DATASET RECORDS:
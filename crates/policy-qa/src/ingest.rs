//! `ask ingest`: rebuild the index from the configured sources and store it.

use anyhow::{bail, Result};

use policy_qa_core::index::{IndexSnapshot, VectorIndex};
use policy_qa_core::models::SourceDescriptor;

use crate::ask::{build_pipeline, open_pool};
use crate::config::Config;
use crate::pipeline::IngestStage;
use crate::progress::ProgressMode;
use crate::store;

/// Source overrides from the command line.
#[derive(Debug, Default, Clone)]
pub struct IngestOptions {
    pub extra_pdfs: Vec<String>,
    pub extra_urls: Vec<String>,
    pub no_scrape: bool,
}

/// Configured sources plus command-line additions, in ingestion order.
pub fn resolve_sources(config: &Config, options: &IngestOptions) -> Vec<SourceDescriptor> {
    let mut sources = config.sources.clone();
    if options.no_scrape {
        sources.scrape_enabled = false;
    }
    sources
        .pdf_paths
        .extend(options.extra_pdfs.iter().map(Into::into));
    sources.extra_urls.extend(options.extra_urls.iter().cloned());
    sources.descriptors()
}

pub async fn run_ingest(config: &Config, options: &IngestOptions, progress: ProgressMode) -> Result<()> {
    let sources = resolve_sources(config, options);
    if sources.is_empty() {
        bail!("No sources configured. Set sources.pdf_paths / sources.scrape_url or pass --pdf / --url.");
    }

    // Start empty at the stored generation; stored vectors are replaced
    // wholesale and may belong to another model.
    let pool = open_pool(config).await?;
    let generation = store::read_info(&pool)
        .await?
        .map(|info| info.generation)
        .unwrap_or(0);
    let index = VectorIndex::from_snapshot(IndexSnapshot::build(generation, Vec::new())?);
    let pipeline = build_pipeline(config, index)?;
    let reporter = progress.reporter();
    let report = pipeline.refresh(&sources, reporter.as_ref()).await?;

    println!("ingest");
    println!(
        "  sources loaded: {} / {}",
        report.sources_loaded, report.sources_requested
    );
    println!("  documents: {}", report.documents);
    println!("  chunks: {}", report.chunks);
    println!("  embedded: {}", report.embedded);
    if !report.failures.is_empty() {
        println!("  skipped: {}", report.failures.len());
        for failure in &report.failures {
            let stage = match failure.stage {
                IngestStage::Load => "load",
                IngestStage::Embed => "embed",
            };
            println!("    {:<5} {}", stage, failure.error);
        }
    }

    let Some(generation) = report.generation else {
        pool.close().await;
        bail!("Nothing was embedded; the existing index was left unchanged.");
    };

    let snapshot = pipeline.index().snapshot();
    store::save_snapshot(&pool, pipeline.embedder().model_name(), &snapshot).await?;
    println!("  generation: {}", generation);
    println!("  stored: {}", config.index.path.display());
    println!("ok");

    pool.close().await;
    Ok(())
}

#[cfg(test)]
mod tests {
    use super::*;
    use crate::config::parse_config;
    use policy_qa_core::models::SourceKind;

    #[test]
    fn test_resolve_sources_order_and_overrides() {
        let config = parse_config(
            r#"
            [sources]
            pdf_paths = ["manual.pdf"]
            scrape_url = "https://example.edu/policies/"
            extra_urls = ["https://example.edu/fees"]
            "#,
        )
        .unwrap();

        let all = resolve_sources(
            &config,
            &IngestOptions {
                extra_pdfs: vec!["addendum.pdf".into()],
                ..Default::default()
            },
        );
        let locations: Vec<&str> = all.iter().map(|s| s.location.as_str()).collect();
        assert_eq!(
            locations,
            vec![
                "manual.pdf",
                "addendum.pdf",
                "https://example.edu/policies/",
                "https://example.edu/fees"
            ]
        );
        assert_eq!(all[1].kind, SourceKind::Pdf);

        let no_scrape = resolve_sources(
            &config,
            &IngestOptions {
                no_scrape: true,
                ..Default::default()
            },
        );
        assert_eq!(no_scrape.len(), 2);
        assert!(no_scrape
            .iter()
            .all(|s| s.location != "https://example.edu/policies/"));
    }
}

WHAT YOU NEED TO DO:
Copy every line of the data above exactly.

WRITTEN RESPONSE:
filename crates/policy-qa/src/ingest.rs
//! `ask ingest`: rebuild the index from the configured sources and store it.

use anyhow::{bail, Result};

use policy_qa_core::index::{IndexSnapshot, VectorIndex};
use policy_qa_core::models::SourceDescriptor;

use crate::ask::{build_pipeline, open_pool};
use crate::config::Config;
use crate::pipeline::IngestStage;
use crate::progress::ProgressMode;
use crate::store;

/// Source overrides from the command line.
#[derive(Debug, Default, Clone)]
pub struct IngestOptions {
    pub extra_pdfs: Vec<String>,
    pub extra_urls: Vec<String>,
    pub no_scrape: bool,
}

/// Configured sources plus command-line additions, in ingestion order.
pub fn resolve_sources(config: &Config, options: &IngestOptions) -> Vec<SourceDescriptor> {
    let mut sources = config.sources.clone();
    if options.no_scrape {
        sources.scrape_enabled = false;
    }
    sources
        .pdf_paths
        .extend(options.extra_pdfs.iter().map(Into::into));
    sources.extra_urls.extend(options.extra_urls.iter().cloned());
    sources.descriptors()
}

pub async fn run_ingest(config: &Config, options: &IngestOptions, progress: ProgressMode) -> Result<()> {
    let sources = resolve_sources(config, options);
    if sources.is_empty() {
        bail!("No sources configured. Set sources.pdf_paths / sources.scrape_url or pass --pdf / --url.");
    }

    // Start empty at the stored generation; stored vectors are replaced
    // wholesale and may belong to another model.
    let pool = open_pool(config).await?;
    let generation = store::read_info(&pool)
        .await?
        .map(|info| info.generation)
        .unwrap_or(0);
    let index = VectorIndex::from_snapshot(IndexSnapshot::build(generation, Vec::new())?);
    let pipeline = build_pipeline(config, index)?;
    let reporter = progress.reporter();
    let report = pipeline.refresh(&sources, reporter.as_ref()).await?;

    println!("ingest");
    println!(
        "  sources loaded: {} / {}",
        report.sources_loaded, report.sources_requested
    );
    println!("  documents: {}", report.documents);
    println!("  chunks: {}", report.chunks);
    println!("  embedded: {}", report.embedded);
    if !report.failures.is_empty() {
        println!("  skipped: {}", report.failures.len());
        for failure in &report.failures {
            let stage = match failure.stage {
                IngestStage::Load => "load",
                IngestStage::Embed => "embed",
            };
            println!("    {:<5} {}", stage, failure.error);
        }
    }

    let Some(generation) = report.generation else {
        pool.close().await;
        bail!("Nothing was embedded; the existing index was left unchanged.");
    };

    let snapshot = pipeline.index().snapshot();
    store::save_snapshot(&pool, pipeline.embedder().model_name(), &snapshot).await?;
    println!("  generation: {}", generation);
    println!("  stored: {}", config.index.path.display());
    println!("ok");

    pool.close().await;
    Ok(())
}

#[cfg(test)]
mod tests {
    use super::*;
    use crate::config::parse_config;
    use policy_qa_core::models::SourceKind;

    #[test]
    fn test_resolve_sources_order_and_overrides() {
        let config = parse_config(
            r#"
            [sources]
            pdf_paths = ["manual.pdf"]
            scrape_url = "https://example.edu/policies/"
            extra_urls = ["https://example.edu/fees"]
            "#,
        )
        .unwrap();

        let all = resolve_sources(
            &config,
            &IngestOptions {
                extra_pdfs: vec!["addendum.pdf".into()],
                ..Default::default()
            },
        );
        let locations: Vec<&str> = all.iter().map(|s| s.location.as_str()).collect();
        assert_eq!(
            locations,
            vec![
                "manual.pdf",
                "addendum.pdf",
                "https://example.edu/policies/",
                "https://example.edu/fees"
            ]
        );
        assert_eq!(all[1].kind, SourceKind::Pdf);

        let no_scrape = resolve_sources(
            &config,
            &IngestOptions {
                no_scrape: true,
                ..Default::default()
            },
        );
        assert_eq!(no_scrape.len(), 2);
        assert!(no_scrape
            .iter()
            .all(|s| s.location != "https://example.edu/policies/"));
    }
}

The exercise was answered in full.